» **EXERCISE DETAILS**
The result should be every line of the listing that holds the word "MissingArgument".

» **LISTED ENTRIES**
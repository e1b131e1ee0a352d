use crate::error::ConfigError;
use std::path::PathBuf;
use std::str::FromStr;

/// Where match lines come from
#[derive(Debug, Clone, Copy, PartialEq, Eq)]
pub enum LineSourceKind {
    /// Spawn the matcher and read its stdout
    Process,
    /// Read already-produced matcher output from our own stdin
    Stdin,
}

impl FromStr for LineSourceKind {
    type Err = String;

    fn from_str(s: &str) -> Result<Self, Self::Err> {
        match s.trim().to_lowercase().as_str() {
            "process" => Ok(LineSourceKind::Process),
            "stdin" => Ok(LineSourceKind::Stdin),
            other => Err(format!("unknown line source {:?} (expected process or stdin)", other)),
        }
    }
}

/// Invocation of the external pattern matcher
#[derive(Debug, Clone, PartialEq)]
pub struct MatcherCommand {
    pub program: String,
    pub patterns: PathBuf,
    pub input: String,
    pub target: String,
}

impl MatcherCommand {
    /// Build from the two positional CLI arguments (program name excluded)
    pub fn from_args(program: &str, patterns: PathBuf, args: &[String]) -> Result<Self, ConfigError> {
        let input = args
            .first()
            .ok_or_else(|| ConfigError::MissingArgument("input path".to_string()))?;
        let target = args
            .get(1)
            .ok_or_else(|| ConfigError::MissingArgument("target path".to_string()))?;

        Ok(Self {
            program: program.to_string(),
            patterns,
            input: input.clone(),
            target: target.clone(),
        })
    }

    /// Matcher arguments, including its fixed buffer and tuning flags
    pub fn args(&self) -> Vec<String> {
        let mut args = vec!["-p".to_string(), self.patterns.display().to_string()];
        args.extend(["-f".to_string(), self.input.clone()]);
        args.extend(
            ["-B", "4096", "-D", "0", "-L", "1024", "-G", "8192", "-w", "1", "-v"]
                .iter()
                .map(|s| s.to_string()),
        );
        args.push(self.target.clone());
        args
    }
}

» **TASK SOLUTION**
            .ok_or_else(|| ConfigError::MissingArgument("input path".to_string()))?;
            .ok_or_else(|| ConfigError::MissingArgument("target path".to_string()))?;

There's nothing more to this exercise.